Il canale del Cirlicì a Parabita

canale del Cirlicì a Parabita

A pochi chilometri da Gallipoli, il comune di Parabita si estende sulle propaggini e ai piedi della collina di Sant’Eleuterio, il punto più alto del Salento che vanta un’altezza di circa 200 m s.l.m.
Qui, nel silenzio immobile della natura, si può ammirare il Golfo di Gallipoli e, nei giorni più limpidi, perfino i monti del Pollino. Sulla collina sono ancora presenti alcune piccole grotte e i resti di quella che era stata, molto probabilmente, la cripta dedicata a Sant’Eleuterio.

 

collina di Sant’Eleuterio
Collina di Sant’Eleuterio

Poco distante dal centro abitato, tra la vegetazione spontanea e i vecchi muretti, si trova il Canale del Cirlicì, un canale scavato da un antico torrente  in cui defluivano le acque piovane dalla serra di Sant’Eleuterio fino alle campagne situate più in basso, andando via via disperdendosi.
Il Canale del Cirlicì funge da ingresso al Parco Archeologico di Parabita che si estende verso l’estremità della collina e che comprende, anche, la Grotta delle Veneri( dove erano state rinvenute due statuette paleolitiche dalle fattezze femminili).
Il canale prende il nome, appunto, dal torrente che in tempi antichi attraversava questa parte di territorio e passava davanti a una grotta, differente da quella delle Veneri, in cui viveva l’uomo preistorico.

 

I monaci Basiliani : l’arte sacra e gli ulivi

 

In questa stessa grotta, molto tempo più avanti, vissero i monaci basiliani, i quali ne affrescarono le pareti con immagini sacre e, in particolare, con quella del Signore. La parola “Cirlicì”, infatti, sarebbe una storpiatura locale del termine greco “kyriakos” che significa,  appunto, “devoto al Signore“.
I muri del canale avevano, e hanno tutt’oggi, una base preistorica. Ma i monaci basiliani, con il loro intervento e la loro maestria, li resero più alti, unendo poco alla volta, alla base già esistente, delle pietre raccolte nelle campagne. In questo modo, tra l’VIII e il X secolo d. C, i religiosi ebbero l’abilità di dare nuova vita a questo territorio, chiudendo le zone interessate con dei muretti e piantando, in questi terrazzamenti, alberi di ogni specie, in particolare d’ulivo.
Essi, infatti, furono dei veri e propri promotori dell’ulivo e introdussero nel Salento le varietà “cellina” (in particolare nei dintorni di Nardò) e “ogliarola”, spargendo scintille di verde e d’argento su tutti i terrazzamenti che man mano costruivano, non solo nei pressi del Canale del Cirlicì, ma in tutto il territorio della penisola salentina, dove si erano ben stanziati.

 

L’uomo paleolitico e il canale del Cirlicì

 

Il canale s’inserisce in un contesto culturale perlopiù conosciuto, grazie al ritrovamento delle Veneri, ma che rappresenta un incessante obiettivo di ricerca per l’Università del Salento e per altri atenei italiani.
Sulla parte più alta della collina, infatti, dove l’uomo visse nella Grotta delle Veneri circa 80.000 anni fa, gli studiosi hanno dato il via a nuove ricerche e nuovi scavi, per capire esattamente che tipo di vita conducessero gli uomini del Paleolitico.
L’interesse per la grotta e per l’area circostante non si ferma, poiché essa rappresenta una tappa di estrema importanza per la storia di tutto il Salento, che fino al ritrovamento delle Veneri era poco conosciuta.

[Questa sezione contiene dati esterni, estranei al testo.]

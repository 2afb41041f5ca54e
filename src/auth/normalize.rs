//! Pre-dispatch payload normalisation shared by every transport.
//!
//! Steps, in order:
//! 1. precondition checks that must fail before anything is sent
//! 2. strip `0x`/`0X` from hex public-key fields, at any depth
//! 3. integer normalisation from the codec
//! 4. pagination defaults for key-pair lookups
//! 5. auth policy defaults for `createAuthContext`

use chrono::{Duration as ChronoDuration, SecondsFormat, Utc};
use serde_json::{Map, Value};

use crate::auth::operation::Operation;
use crate::bridge::codec::normalize_numbers;
use crate::error::BridgeError;

pub const DEFAULT_PAGE_LIMIT: u64 = 5;
pub const DEFAULT_PAGE_OFFSET: u64 = 0;
pub const DEFAULT_AUTH_STATEMENT: &str = "Execute Lit Actions and sign messages";
pub const PKP_SIGNING_ABILITY: &str = "pkp-signing";

/// Nodes cap session expiry at about 30 days; stay well inside it.
const DEFAULT_AUTH_TTL_DAYS: i64 = 7;

pub fn strip_hex_prefix(value: &str) -> &str {
    value
        .strip_prefix("0x")
        .or_else(|| value.strip_prefix("0X"))
        .unwrap_or(value)
}

/// Field names that carry a hex-encoded public key.
pub fn is_public_key_field(key: &str) -> bool {
    key == "publicKey" || key == "pubkey" || key.ends_with("PublicKey")
}

/// Strip the hex prefix from every public-key field in `value`, recursively.
pub fn strip_public_key_prefixes(value: &mut Value) {
    match value {
        Value::Object(map) => {
            for (key, field) in map.iter_mut() {
                if is_public_key_field(key)
                    && let Value::String(text) = field
                {
                    let stripped = strip_hex_prefix(text).to_string();
                    *text = stripped;
                } else {
                    strip_public_key_prefixes(field);
                }
            }
        }
        Value::Array(items) => items.iter_mut().for_each(strip_public_key_prefixes),
        _ => {}
    }
}

fn non_empty_str<'a>(map: &'a Map<String, Value>, key: &str) -> Option<&'a str> {
    map.get(key)
        .and_then(Value::as_str)
        .map(str::trim)
        .filter(|s| !s.is_empty())
}

fn check_preconditions(operation: Operation, payload: Option<&Value>) -> Result<(), BridgeError> {
    let object = payload.and_then(Value::as_object);
    match operation {
        Operation::CreateAuthContext => {
            let has_token = object
                .and_then(|map| non_empty_str(map, "accessToken"))
                .is_some();
            if !has_token {
                return Err(BridgeError::Precondition(
                    "createAuthContext requires a non-empty accessToken".to_string(),
                ));
            }
            let has_domain = object
                .and_then(|map| map.get("authConfig"))
                .and_then(Value::as_object)
                .and_then(|policy| non_empty_str(policy, "domain"))
                .is_some();
            if !has_domain {
                return Err(BridgeError::Precondition(
                    "authConfig.domain cannot be empty".to_string(),
                ));
            }
        }
        Operation::ExecuteJs => {
            let has_source = object
                .map(|map| non_empty_str(map, "code").is_some() || non_empty_str(map, "ipfsId").is_some())
                .unwrap_or(false);
            if !has_source {
                return Err(BridgeError::Precondition(
                    "executeJs requires code or ipfsId".to_string(),
                ));
            }
        }
        Operation::CreateEthWalletAuthData => {
            for field in ["privateKeyHex", "nonce"] {
                if object.and_then(|map| non_empty_str(map, field)).is_none() {
                    return Err(BridgeError::Precondition(format!(
                        "createEthWalletAuthData requires a non-empty {field}"
                    )));
                }
            }
        }
        _ => {}
    }
    Ok(())
}

fn apply_pagination_defaults(map: &mut Map<String, Value>) {
    map.entry("limit")
        .or_insert_with(|| Value::from(DEFAULT_PAGE_LIMIT));
    map.entry("offset")
        .or_insert_with(|| Value::from(DEFAULT_PAGE_OFFSET));
}

fn apply_auth_policy_defaults(map: &mut Map<String, Value>) {
    let Some(Value::Object(policy)) = map.get_mut("authConfig") else {
        return;
    };

    if non_empty_str(policy, "expiration").is_none() {
        let expiration = (Utc::now() + ChronoDuration::days(DEFAULT_AUTH_TTL_DAYS))
            .to_rfc3339_opts(SecondsFormat::Millis, true);
        policy.insert("expiration".to_string(), Value::String(expiration));
    }
    if non_empty_str(policy, "statement").is_none() {
        policy.insert(
            "statement".to_string(),
            Value::String(DEFAULT_AUTH_STATEMENT.to_string()),
        );
    }

    let resources = policy
        .entry("resources")
        .or_insert_with(|| Value::Array(Vec::new()));
    if !resources.is_array() {
        *resources = Value::Array(Vec::new());
    }
    if let Value::Array(entries) = resources {
        let has_signing = entries.iter().any(|entry| {
            entry
                .as_array()
                .and_then(|pair| pair.first())
                .and_then(Value::as_str)
                .is_some_and(|ability| ability.trim() == PKP_SIGNING_ABILITY)
        });
        if !has_signing {
            entries.push(Value::Array(vec![
                Value::String(PKP_SIGNING_ABILITY.to_string()),
                Value::String("*".to_string()),
            ]));
        }
    }
}

/// Normalise a payload for dispatch. Both transports call this before any
/// message leaves the host.
pub fn prepare_payload(
    operation: Operation,
    payload: Option<Value>,
) -> Result<Option<Value>, BridgeError> {
    check_preconditions(operation, payload.as_ref())?;

    let payload = match (operation, payload) {
        (Operation::ViewPkpsByAuthData, None) => Some(Value::Object(Map::new())),
        (_, payload) => payload,
    };

    Ok(payload.map(|mut value| {
        strip_public_key_prefixes(&mut value);
        let mut value = normalize_numbers(value);
        if let Value::Object(map) = &mut value {
            match operation {
                Operation::ViewPkpsByAuthData => apply_pagination_defaults(map),
                Operation::CreateAuthContext => apply_auth_policy_defaults(map),
                _ => {}
            }
        }
        value
    }))
}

Il Canale del Cirlicì, il Parco Archeologico e la Grotta delle Veneri sono visitabili attraverso delle escursioni, ma anche sfruttando la tecnologia: tramite alcune app, infatti, è possibile effettuare un tour virtuale dei luoghi, vedere video e apprendere molti aneddoti e curiosità sulla vita del Paleolitico e sulla vegetazione spontanea locale.
Il Canale del Cirlicì, immerso in un’atmosfera antica, permette di assaporare l’autentica bellezza della storia, una storia che appartiene all’intero Salento e che merita, sempre di più, grandi approfondimenti.